▶ [EXERCISE PROMPT]:
Count the lines below that contain the word "without" and give only that number.

▽

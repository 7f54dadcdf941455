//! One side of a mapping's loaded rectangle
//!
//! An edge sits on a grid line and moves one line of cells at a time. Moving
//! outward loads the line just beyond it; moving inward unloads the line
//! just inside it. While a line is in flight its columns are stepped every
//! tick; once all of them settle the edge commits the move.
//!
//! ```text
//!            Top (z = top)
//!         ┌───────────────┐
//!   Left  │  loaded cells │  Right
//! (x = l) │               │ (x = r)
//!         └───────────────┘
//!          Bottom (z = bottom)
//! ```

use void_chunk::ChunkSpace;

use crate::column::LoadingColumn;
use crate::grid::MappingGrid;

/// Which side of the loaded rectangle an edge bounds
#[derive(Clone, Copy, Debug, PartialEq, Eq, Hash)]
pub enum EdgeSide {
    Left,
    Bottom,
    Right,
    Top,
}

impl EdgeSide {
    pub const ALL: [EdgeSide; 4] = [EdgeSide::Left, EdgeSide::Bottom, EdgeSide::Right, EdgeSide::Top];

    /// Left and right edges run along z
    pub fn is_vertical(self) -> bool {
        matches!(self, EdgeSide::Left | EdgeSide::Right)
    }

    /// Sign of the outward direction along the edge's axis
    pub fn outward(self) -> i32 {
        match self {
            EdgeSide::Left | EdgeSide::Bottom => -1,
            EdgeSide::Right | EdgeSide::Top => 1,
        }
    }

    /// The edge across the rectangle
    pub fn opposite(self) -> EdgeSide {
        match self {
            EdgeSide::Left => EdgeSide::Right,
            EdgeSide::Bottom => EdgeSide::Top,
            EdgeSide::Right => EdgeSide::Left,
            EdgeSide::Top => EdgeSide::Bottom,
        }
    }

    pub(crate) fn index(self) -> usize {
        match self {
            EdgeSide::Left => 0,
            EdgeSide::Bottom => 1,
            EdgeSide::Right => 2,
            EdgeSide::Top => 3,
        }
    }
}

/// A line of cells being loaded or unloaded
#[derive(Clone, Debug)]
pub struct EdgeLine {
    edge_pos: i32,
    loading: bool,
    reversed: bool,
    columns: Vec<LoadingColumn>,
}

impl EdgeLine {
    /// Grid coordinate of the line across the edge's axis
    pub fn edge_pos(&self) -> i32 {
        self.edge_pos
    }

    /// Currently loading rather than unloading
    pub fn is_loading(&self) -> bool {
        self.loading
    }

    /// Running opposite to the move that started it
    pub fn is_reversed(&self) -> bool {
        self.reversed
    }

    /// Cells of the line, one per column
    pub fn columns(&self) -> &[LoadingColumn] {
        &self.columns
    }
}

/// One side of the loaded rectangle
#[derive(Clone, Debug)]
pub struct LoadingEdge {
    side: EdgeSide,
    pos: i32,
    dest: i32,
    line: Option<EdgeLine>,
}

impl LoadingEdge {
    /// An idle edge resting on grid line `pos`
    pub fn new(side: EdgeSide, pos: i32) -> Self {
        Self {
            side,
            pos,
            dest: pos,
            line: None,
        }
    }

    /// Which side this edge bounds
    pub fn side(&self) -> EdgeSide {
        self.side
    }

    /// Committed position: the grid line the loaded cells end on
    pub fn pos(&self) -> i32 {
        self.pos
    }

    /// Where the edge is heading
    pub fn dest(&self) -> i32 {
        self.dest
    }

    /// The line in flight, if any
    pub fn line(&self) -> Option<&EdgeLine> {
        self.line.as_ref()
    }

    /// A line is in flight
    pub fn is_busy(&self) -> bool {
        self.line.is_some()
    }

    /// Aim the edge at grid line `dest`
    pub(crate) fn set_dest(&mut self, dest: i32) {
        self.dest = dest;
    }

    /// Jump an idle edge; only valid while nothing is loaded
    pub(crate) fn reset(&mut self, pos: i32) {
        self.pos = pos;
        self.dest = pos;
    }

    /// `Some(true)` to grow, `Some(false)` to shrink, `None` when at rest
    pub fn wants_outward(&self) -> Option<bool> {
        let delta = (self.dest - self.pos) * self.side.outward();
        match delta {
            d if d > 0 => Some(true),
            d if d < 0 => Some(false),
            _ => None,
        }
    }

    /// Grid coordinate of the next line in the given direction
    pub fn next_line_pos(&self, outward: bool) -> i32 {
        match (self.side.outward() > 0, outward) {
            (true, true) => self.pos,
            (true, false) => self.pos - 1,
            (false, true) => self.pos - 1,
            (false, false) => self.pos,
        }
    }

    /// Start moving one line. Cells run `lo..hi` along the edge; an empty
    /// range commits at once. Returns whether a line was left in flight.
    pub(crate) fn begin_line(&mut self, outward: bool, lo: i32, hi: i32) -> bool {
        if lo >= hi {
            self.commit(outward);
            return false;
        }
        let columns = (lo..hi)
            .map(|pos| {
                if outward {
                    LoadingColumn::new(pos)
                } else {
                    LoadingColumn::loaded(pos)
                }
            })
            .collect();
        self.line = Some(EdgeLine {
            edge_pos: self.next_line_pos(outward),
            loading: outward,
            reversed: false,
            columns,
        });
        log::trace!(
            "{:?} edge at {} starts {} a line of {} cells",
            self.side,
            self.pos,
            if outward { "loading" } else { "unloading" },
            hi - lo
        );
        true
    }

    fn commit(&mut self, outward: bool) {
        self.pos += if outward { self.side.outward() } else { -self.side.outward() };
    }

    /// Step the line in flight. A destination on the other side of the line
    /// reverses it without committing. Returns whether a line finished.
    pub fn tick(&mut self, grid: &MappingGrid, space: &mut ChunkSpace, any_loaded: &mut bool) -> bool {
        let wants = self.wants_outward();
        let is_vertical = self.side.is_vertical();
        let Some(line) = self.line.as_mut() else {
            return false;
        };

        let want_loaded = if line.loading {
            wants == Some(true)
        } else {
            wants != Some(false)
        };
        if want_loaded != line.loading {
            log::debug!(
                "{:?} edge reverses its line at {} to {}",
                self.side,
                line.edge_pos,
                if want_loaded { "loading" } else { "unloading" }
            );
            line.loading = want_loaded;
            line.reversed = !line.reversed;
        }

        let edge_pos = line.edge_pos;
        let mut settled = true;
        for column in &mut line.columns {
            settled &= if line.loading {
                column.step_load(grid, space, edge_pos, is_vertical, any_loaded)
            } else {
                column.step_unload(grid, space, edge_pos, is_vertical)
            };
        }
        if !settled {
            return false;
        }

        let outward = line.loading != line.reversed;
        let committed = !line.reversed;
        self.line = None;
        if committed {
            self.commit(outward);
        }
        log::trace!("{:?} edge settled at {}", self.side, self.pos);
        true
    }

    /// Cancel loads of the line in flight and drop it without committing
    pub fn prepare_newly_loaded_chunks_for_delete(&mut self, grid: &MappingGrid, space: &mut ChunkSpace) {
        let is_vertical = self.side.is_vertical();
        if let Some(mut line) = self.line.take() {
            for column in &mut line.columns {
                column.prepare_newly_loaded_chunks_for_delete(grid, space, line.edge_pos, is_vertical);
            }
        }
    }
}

△

▶ [ANSWER FOR THIS EXERCISE]:
2